**DATASET CONTENT**
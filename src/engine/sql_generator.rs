//! SQL Generator
//!
//! Renders a [`SelectQuery`] into dialect-specific SQL text. Rendering is a
//! pure function of the AST: nested operations are always parenthesized, so
//! the same tree yields the same text regardless of operator precedence
//! rules in the target database. Constructs with no rendering fail with
//! `UnsupportedQuery` instead of being skipped.

use quarry_core::ast::{BinaryOperator, Expr, Identifier, SelectQuery, SortDirection, UnaryOperator};
use quarry_core::{FederationError, FederationResult, Value};

/// Functions that render identically in every supported dialect.
const PORTABLE_FUNCTIONS: &[&str] = &[
    "ABS", "AVG", "COALESCE", "COUNT", "LENGTH", "LOWER", "MAX", "MIN", "ROUND", "SUM", "UPPER",
];

/// SQL dialect for the relational handlers
#[derive(Debug, Clone, Copy, PartialEq, Eq)]
pub enum SqlDialect {
    Postgres,
    MySql,
    Sqlite,
}

impl SqlDialect {
    pub fn from_handler_type(handler_type: &str) -> Option<Self> {
        match handler_type.to_lowercase().as_str() {
            "postgres" | "postgresql" => Some(SqlDialect::Postgres),
            "mysql" | "mariadb" => Some(SqlDialect::MySql),
            "sqlite" => Some(SqlDialect::Sqlite),
            _ => None,
        }
    }

    /// Quote an identifier according to the dialect
    pub fn quote_ident(&self, name: &str) -> String {
        match self {
            SqlDialect::Postgres | SqlDialect::Sqlite => {
                format!("\"{}\"", name.replace('"', "\"\""))
            }
            SqlDialect::MySql => {
                format!("`{}`", name.replace('`', "``"))
            }
        }
    }

    /// Quote each part of a qualified name (`schema.table`, `table.column`)
    pub fn quote_qualified(&self, ident: &Identifier) -> String {
        ident
            .parts
            .iter()
            .map(|part| self.quote_ident(part))
            .collect::<Vec<_>>()
            .join(".")
    }

    /// Format a value as a SQL literal
    pub fn format_value(&self, value: &Value) -> String {
        match value {
            Value::Null => "NULL".to_string(),
            Value::Bool(b) => match self {
                SqlDialect::Postgres => if *b { "TRUE" } else { "FALSE" }.to_string(),
                SqlDialect::MySql | SqlDialect::Sqlite => if *b { "1" } else { "0" }.to_string(),
            },
            Value::Int(i) => i.to_string(),
            Value::Float(f) => {
                if f.is_nan() {
                    "'NaN'".to_string()
                } else if f.is_infinite() {
                    if *f > 0.0 { "'Infinity'" } else { "'-Infinity'" }.to_string()
                } else {
                    format!("{:?}", f)
                }
            }
            Value::Text(s) => self.escape_string(s),
            Value::Bytes(b) => self.format_bytes(b),
            Value::Json(j) => self.escape_string(&j.to_string()),
            Value::Array(arr) => match self {
                SqlDialect::Postgres => {
                    let elements: Vec<String> = arr.iter().map(|v| self.format_value(v)).collect();
                    format!("ARRAY[{}]", elements.join(", "))
                }
                SqlDialect::MySql | SqlDialect::Sqlite => {
                    let json = serde_json::to_string(arr).unwrap_or_else(|_| "[]".to_string());
                    self.escape_string(&json)
                }
            },
        }
    }

    /// Escape a string for SQL
    fn escape_string(&self, s: &str) -> String {
        match self {
            SqlDialect::Postgres => {
                let mut escaped = String::with_capacity(s.len());
                let mut needs_e_prefix = false;

                for ch in s.chars() {
                    match ch {
                        '\\' => {
                            needs_e_prefix = true;
                            escaped.push_str("\\\\");
                        }
                        '\'' => escaped.push_str("''"),
                        '\n' => {
                            needs_e_prefix = true;
                            escaped.push_str("\\n");
                        }
                        '\r' => {
                            needs_e_prefix = true;
                            escaped.push_str("\\r");
                        }
                        '\t' => {
                            needs_e_prefix = true;
                            escaped.push_str("\\t");
                        }
                        _ => escaped.push(ch),
                    }
                }

                if needs_e_prefix {
                    format!("E'{}'", escaped)
                } else {
                    format!("'{}'", escaped)
                }
            }
            SqlDialect::MySql => {
                let escaped = s
                    .replace('\\', "\\\\")
                    .replace('\'', "''")
                    .replace('\n', "\\n")
                    .replace('\r', "\\r")
                    .replace('\t', "\\t")
                    .replace('\0', "\\0");
                format!("'{}'", escaped)
            }
            SqlDialect::Sqlite => {
                format!("'{}'", s.replace('\'', "''"))
            }
        }
    }

    /// Format bytes as a SQL literal
    fn format_bytes(&self, bytes: &[u8]) -> String {
        let hex_string: String = bytes.iter().map(|b| format!("{:02x}", b)).collect();
        match self {
            SqlDialect::Postgres => format!("'\\x{}'", hex_string),
            SqlDialect::MySql | SqlDialect::Sqlite => format!("X'{}'", hex_string),
        }
    }

    fn render_expr(&self, expr: &Expr) -> FederationResult<String> {
        match expr {
            Expr::Identifier(ident) => Ok(self.quote_qualified(ident)),
            Expr::Constant(value) => Ok(self.format_value(value)),
            Expr::Star => Ok("*".to_string()),
            Expr::Tuple(_) => Err(FederationError::unsupported("tuple outside IN")),
            Expr::BinaryOperation { op, left, right } => match op {
                BinaryOperator::In | BinaryOperator::NotIn => {
                    let items = match right.as_ref() {
                        Expr::Tuple(items) if items.is_empty() => {
                            return Err(FederationError::unsupported("empty IN list"))
                        }
                        Expr::Tuple(items) => items,
                        other => return Err(FederationError::unsupported(other.describe())),
                    };
                    let rendered = items
                        .iter()
                        .map(|item| self.render_operand(item))
                        .collect::<FederationResult<Vec<_>>>()?;
                    Ok(format!(
                        "{} {} ({})",
                        self.render_operand(left)?,
                        op.as_sql(),
                        rendered.join(", ")
                    ))
                }
                _ => Ok(format!(
                    "{} {} {}",
                    self.render_operand(left)?,
                    op.as_sql(),
                    self.render_operand(right)?
                )),
            },
            Expr::UnaryOperation { op, operand } => match op {
                UnaryOperator::Not => Ok(format!("NOT ({})", self.render_expr(operand)?)),
                // `--` would start a line comment
                UnaryOperator::Minus => Ok(format!("-({})", self.render_expr(operand)?)),
            },
            Expr::IsNull { expr, negated } => Ok(format!(
                "{} IS {}NULL",
                self.render_operand(expr)?,
                if *negated { "NOT " } else { "" }
            )),
            Expr::Function { name, args } => {
                let upper = name.to_ascii_uppercase();
                if !PORTABLE_FUNCTIONS.contains(&upper.as_str()) {
                    return Err(FederationError::unsupported(expr.describe()));
                }
                let rendered = args
                    .iter()
                    .map(|arg| match arg {
                        Expr::Star if upper == "COUNT" => Ok("*".to_string()),
                        Expr::Star => Err(FederationError::unsupported(format!("{upper}(*)"))),
                        other => self.render_expr(other),
                    })
                    .collect::<FederationResult<Vec<_>>>()?;
                Ok(format!("{}({})", upper, rendered.join(", ")))
            }
            Expr::Parameter(_) => Err(FederationError::unsupported(expr.describe())),
        }
    }

    /// Renders an operand, parenthesizing nested operations.
    fn render_operand(&self, expr: &Expr) -> FederationResult<String> {
        match expr {
            Expr::BinaryOperation { .. } | Expr::IsNull { .. } => {
                Ok(format!("({})", self.render_expr(expr)?))
            }
            Expr::Star => Err(FederationError::unsupported("* as an operand")),
            other => self.render_expr(other),
        }
    }
}

/// Render a SELECT statement for the given dialect
pub fn render_select(dialect: SqlDialect, query: &SelectQuery) -> FederationResult<String> {
    if query.targets.is_empty() {
        return Err(FederationError::validation("SELECT without targets"));
    }

    let targets = query
        .targets
        .iter()
        .map(|target| {
            let rendered = match &target.expr {
                Expr::Star => "*".to_string(),
                other => dialect.render_expr(other)?,
            };
            Ok(match &target.alias {
                Some(alias) => format!("{} AS {}", rendered, dialect.quote_ident(alias)),
                None => rendered,
            })
        })
        .collect::<FederationResult<Vec<_>>>()?;

    let mut sql = format!("SELECT {}", targets.join(", "));

    if let Some(from) = &query.from {
        sql.push_str(" FROM ");
        sql.push_str(&dialect.quote_qualified(from));
    }

    if let Some(predicate) = &query.where_clause {
        sql.push_str(" WHERE ");
        sql.push_str(&dialect.render_expr(predicate)?);
    }

    if !query.order_by.is_empty() {
        let keys = query
            .order_by
            .iter()
            .map(|key| {
                let direction = match key.direction {
                    SortDirection::Asc => "ASC",
                    SortDirection::Desc => "DESC",
                };
                Ok(format!("{} {}", dialect.render_operand(&key.field)?, direction))
            })
            .collect::<FederationResult<Vec<_>>>()?;
        sql.push_str(" ORDER BY ");
        sql.push_str(&keys.join(", "));
    }

    if let Some(limit) = query.limit {
        sql.push_str(&format!(" LIMIT {limit}"));
    }

    Ok(sql)
}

**WHAT TO DO**
Search the material above for the string "operations". Show every line that holds it.

**RESPONSE TO THE TASK**
//! pure function of the AST: nested operations are always parenthesized, so
    /// Renders an operand, parenthesizing nested operations.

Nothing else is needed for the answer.